## ABOUT THIS TASK
Please reproduce each line of the data below as it stands.

## Records from a data source
--------------------

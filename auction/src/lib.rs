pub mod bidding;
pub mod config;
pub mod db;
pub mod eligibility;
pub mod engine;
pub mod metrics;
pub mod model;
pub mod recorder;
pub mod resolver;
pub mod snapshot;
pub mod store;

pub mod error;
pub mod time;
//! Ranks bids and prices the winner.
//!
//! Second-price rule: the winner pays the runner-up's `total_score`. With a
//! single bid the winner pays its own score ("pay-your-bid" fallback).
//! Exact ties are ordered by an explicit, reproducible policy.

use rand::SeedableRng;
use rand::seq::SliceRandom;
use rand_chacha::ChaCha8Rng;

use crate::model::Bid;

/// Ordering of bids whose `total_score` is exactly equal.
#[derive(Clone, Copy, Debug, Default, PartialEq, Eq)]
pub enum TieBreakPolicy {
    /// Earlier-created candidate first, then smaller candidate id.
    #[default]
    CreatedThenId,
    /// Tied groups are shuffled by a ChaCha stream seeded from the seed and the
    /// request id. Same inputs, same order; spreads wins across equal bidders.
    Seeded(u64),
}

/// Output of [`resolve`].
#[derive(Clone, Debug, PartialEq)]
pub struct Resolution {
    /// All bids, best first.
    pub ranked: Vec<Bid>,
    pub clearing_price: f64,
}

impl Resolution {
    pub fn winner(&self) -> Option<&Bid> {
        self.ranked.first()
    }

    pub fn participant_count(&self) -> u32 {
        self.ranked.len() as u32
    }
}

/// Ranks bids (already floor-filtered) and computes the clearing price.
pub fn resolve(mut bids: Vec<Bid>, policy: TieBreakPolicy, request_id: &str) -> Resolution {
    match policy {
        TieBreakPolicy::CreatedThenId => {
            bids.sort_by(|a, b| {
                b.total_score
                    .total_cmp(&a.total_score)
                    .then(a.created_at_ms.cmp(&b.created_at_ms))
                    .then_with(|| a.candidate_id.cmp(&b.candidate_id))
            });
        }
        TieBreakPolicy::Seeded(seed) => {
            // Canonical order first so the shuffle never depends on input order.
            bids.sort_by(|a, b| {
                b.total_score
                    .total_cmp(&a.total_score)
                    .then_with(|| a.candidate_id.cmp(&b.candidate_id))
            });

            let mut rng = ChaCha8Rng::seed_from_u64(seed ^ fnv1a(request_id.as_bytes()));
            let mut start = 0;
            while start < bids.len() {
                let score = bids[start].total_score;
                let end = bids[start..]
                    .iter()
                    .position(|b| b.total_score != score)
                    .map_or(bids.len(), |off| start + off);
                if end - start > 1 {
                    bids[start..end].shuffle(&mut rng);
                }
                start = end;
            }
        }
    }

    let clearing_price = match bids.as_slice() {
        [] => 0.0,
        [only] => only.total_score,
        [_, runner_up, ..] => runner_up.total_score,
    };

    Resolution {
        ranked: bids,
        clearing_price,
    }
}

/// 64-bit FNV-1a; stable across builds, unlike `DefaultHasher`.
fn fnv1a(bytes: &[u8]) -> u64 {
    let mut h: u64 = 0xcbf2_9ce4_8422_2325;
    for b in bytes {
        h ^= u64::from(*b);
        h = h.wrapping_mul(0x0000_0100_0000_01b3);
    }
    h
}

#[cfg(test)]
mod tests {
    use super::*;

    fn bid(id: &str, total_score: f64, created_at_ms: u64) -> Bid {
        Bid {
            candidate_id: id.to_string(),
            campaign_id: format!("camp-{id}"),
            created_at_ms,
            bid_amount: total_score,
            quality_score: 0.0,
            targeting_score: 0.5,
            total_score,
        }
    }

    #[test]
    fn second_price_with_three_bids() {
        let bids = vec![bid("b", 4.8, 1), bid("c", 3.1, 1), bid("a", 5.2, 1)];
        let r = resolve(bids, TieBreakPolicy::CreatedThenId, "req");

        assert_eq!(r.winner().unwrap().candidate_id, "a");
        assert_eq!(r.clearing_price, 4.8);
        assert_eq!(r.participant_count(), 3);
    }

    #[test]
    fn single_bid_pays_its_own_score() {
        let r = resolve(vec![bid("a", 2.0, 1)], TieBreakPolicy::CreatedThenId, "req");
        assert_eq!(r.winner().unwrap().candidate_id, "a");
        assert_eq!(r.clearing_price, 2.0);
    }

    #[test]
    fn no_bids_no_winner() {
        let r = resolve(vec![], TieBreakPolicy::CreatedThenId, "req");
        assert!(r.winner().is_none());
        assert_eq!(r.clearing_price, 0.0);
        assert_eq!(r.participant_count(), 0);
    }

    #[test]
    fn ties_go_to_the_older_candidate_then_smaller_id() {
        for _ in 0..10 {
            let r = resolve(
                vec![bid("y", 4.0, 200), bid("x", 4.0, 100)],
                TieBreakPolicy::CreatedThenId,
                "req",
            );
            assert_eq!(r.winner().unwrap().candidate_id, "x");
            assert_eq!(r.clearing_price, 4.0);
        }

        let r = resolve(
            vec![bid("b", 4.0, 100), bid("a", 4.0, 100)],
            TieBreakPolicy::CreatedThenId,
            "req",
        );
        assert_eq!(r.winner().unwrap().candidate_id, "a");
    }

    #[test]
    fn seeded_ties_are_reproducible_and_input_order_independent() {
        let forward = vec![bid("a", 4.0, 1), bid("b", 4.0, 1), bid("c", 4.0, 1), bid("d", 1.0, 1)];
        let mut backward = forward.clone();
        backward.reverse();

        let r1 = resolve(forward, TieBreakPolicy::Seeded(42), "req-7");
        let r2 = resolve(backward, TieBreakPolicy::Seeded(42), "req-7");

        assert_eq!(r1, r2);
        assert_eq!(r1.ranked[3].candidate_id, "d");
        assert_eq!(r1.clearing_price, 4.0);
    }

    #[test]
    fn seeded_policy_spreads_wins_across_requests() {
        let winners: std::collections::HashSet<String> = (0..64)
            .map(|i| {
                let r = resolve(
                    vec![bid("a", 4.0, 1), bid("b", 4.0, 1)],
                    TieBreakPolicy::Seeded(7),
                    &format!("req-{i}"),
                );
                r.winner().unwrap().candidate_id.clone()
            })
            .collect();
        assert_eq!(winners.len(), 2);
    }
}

--------------------

## ANSWER SECTION
filename auction/src/lib.rs
pub mod bidding;
pub mod config;
pub mod db;
pub mod eligibility;
pub mod engine;
pub mod metrics;
pub mod model;
pub mod recorder;
pub mod resolver;
pub mod snapshot;
pub mod store;

pub mod error;
pub mod time;
//! Ranks bids and prices the winner.
//!
//! Second-price rule: the winner pays the runner-up's `total_score`. With a
//! single bid the winner pays its own score ("pay-your-bid" fallback).
//! Exact ties are ordered by an explicit, reproducible policy.

use rand::SeedableRng;
use rand::seq::SliceRandom;
use rand_chacha::ChaCha8Rng;

use crate::model::Bid;

/// Ordering of bids whose `total_score` is exactly equal.
#[derive(Clone, Copy, Debug, Default, PartialEq, Eq)]
pub enum TieBreakPolicy {
    /// Earlier-created candidate first, then smaller candidate id.
    #[default]
    CreatedThenId,
    /// Tied groups are shuffled by a ChaCha stream seeded from the seed and the
    /// request id. Same inputs, same order; spreads wins across equal bidders.
    Seeded(u64),
}

/// Output of [`resolve`].
#[derive(Clone, Debug, PartialEq)]
pub struct Resolution {
    /// All bids, best first.
    pub ranked: Vec<Bid>,
    pub clearing_price: f64,
}

impl Resolution {
    pub fn winner(&self) -> Option<&Bid> {
        self.ranked.first()
    }

    pub fn participant_count(&self) -> u32 {
        self.ranked.len() as u32
    }
}

/// Ranks bids (already floor-filtered) and computes the clearing price.
pub fn resolve(mut bids: Vec<Bid>, policy: TieBreakPolicy, request_id: &str) -> Resolution {
    match policy {
        TieBreakPolicy::CreatedThenId => {
            bids.sort_by(|a, b| {
                b.total_score
                    .total_cmp(&a.total_score)
                    .then(a.created_at_ms.cmp(&b.created_at_ms))
                    .then_with(|| a.candidate_id.cmp(&b.candidate_id))
            });
        }
        TieBreakPolicy::Seeded(seed) => {
            // Canonical order first so the shuffle never depends on input order.
            bids.sort_by(|a, b| {
                b.total_score
                    .total_cmp(&a.total_score)
                    .then_with(|| a.candidate_id.cmp(&b.candidate_id))
            });

            let mut rng = ChaCha8Rng::seed_from_u64(seed ^ fnv1a(request_id.as_bytes()));
            let mut start = 0;
            while start < bids.len() {
                let score = bids[start].total_score;
                let end = bids[start..]
                    .iter()
                    .position(|b| b.total_score != score)
                    .map_or(bids.len(), |off| start + off);
                if end - start > 1 {
                    bids[start..end].shuffle(&mut rng);
                }
                start = end;
            }
        }
    }

    let clearing_price = match bids.as_slice() {
        [] => 0.0,
        [only] => only.total_score,
        [_, runner_up, ..] => runner_up.total_score,
    };

    Resolution {
        ranked: bids,
        clearing_price,
    }
}

/// 64-bit FNV-1a; stable across builds, unlike `DefaultHasher`.
fn fnv1a(bytes: &[u8]) -> u64 {
    let mut h: u64 = 0xcbf2_9ce4_8422_2325;
    for b in bytes {
        h ^= u64::from(*b);
        h = h.wrapping_mul(0x0000_0100_0000_01b3);
    }
    h
}

#[cfg(test)]
mod tests {
    use super::*;

    fn bid(id: &str, total_score: f64, created_at_ms: u64) -> Bid {
        Bid {
            candidate_id: id.to_string(),
            campaign_id: format!("camp-{id}"),
            created_at_ms,
            bid_amount: total_score,
            quality_score: 0.0,
            targeting_score: 0.5,
            total_score,
        }
    }

    #[test]
    fn second_price_with_three_bids() {
        let bids = vec![bid("b", 4.8, 1), bid("c", 3.1, 1), bid("a", 5.2, 1)];
        let r = resolve(bids, TieBreakPolicy::CreatedThenId, "req");

        assert_eq!(r.winner().unwrap().candidate_id, "a");
        assert_eq!(r.clearing_price, 4.8);
        assert_eq!(r.participant_count(), 3);
    }

    #[test]
    fn single_bid_pays_its_own_score() {
        let r = resolve(vec![bid("a", 2.0, 1)], TieBreakPolicy::CreatedThenId, "req");
        assert_eq!(r.winner().unwrap().candidate_id, "a");
        assert_eq!(r.clearing_price, 2.0);
    }

    #[test]
    fn no_bids_no_winner() {
        let r = resolve(vec![], TieBreakPolicy::CreatedThenId, "req");
        assert!(r.winner().is_none());
        assert_eq!(r.clearing_price, 0.0);
        assert_eq!(r.participant_count(), 0);
    }

    #[test]
    fn ties_go_to_the_older_candidate_then_smaller_id() {
        for _ in 0..10 {
            let r = resolve(
                vec![bid("y", 4.0, 200), bid("x", 4.0, 100)],
                TieBreakPolicy::CreatedThenId,
                "req",
            );
            assert_eq!(r.winner().unwrap().candidate_id, "x");
            assert_eq!(r.clearing_price, 4.0);
        }

        let r = resolve(
            vec![bid("b", 4.0, 100), bid("a", 4.0, 100)],
            TieBreakPolicy::CreatedThenId,
            "req",
        );
        assert_eq!(r.winner().unwrap().candidate_id, "a");
    }

    #[test]
    fn seeded_ties_are_reproducible_and_input_order_independent() {
        let forward = vec![bid("a", 4.0, 1), bid("b", 4.0, 1), bid("c", 4.0, 1), bid("d", 1.0, 1)];
        let mut backward = forward.clone();
        backward.reverse();

        let r1 = resolve(forward, TieBreakPolicy::Seeded(42), "req-7");
        let r2 = resolve(backward, TieBreakPolicy::Seeded(42), "req-7");

        assert_eq!(r1, r2);
        assert_eq!(r1.ranked[3].candidate_id, "d");
        assert_eq!(r1.clearing_price, 4.0);
    }

    #[test]
    fn seeded_policy_spreads_wins_across_requests() {
        let winners: std::collections::HashSet<String> = (0..64)
            .map(|i| {
                let r = resolve(
                    vec![bid("a", 4.0, 1), bid("b", 4.0, 1)],
                    TieBreakPolicy::Seeded(7),
                    &format!("req-{i}"),
                );
                r.winner().unwrap().candidate_id.clone()
            })
            .collect();
        assert_eq!(winners.len(), 2);
    }
}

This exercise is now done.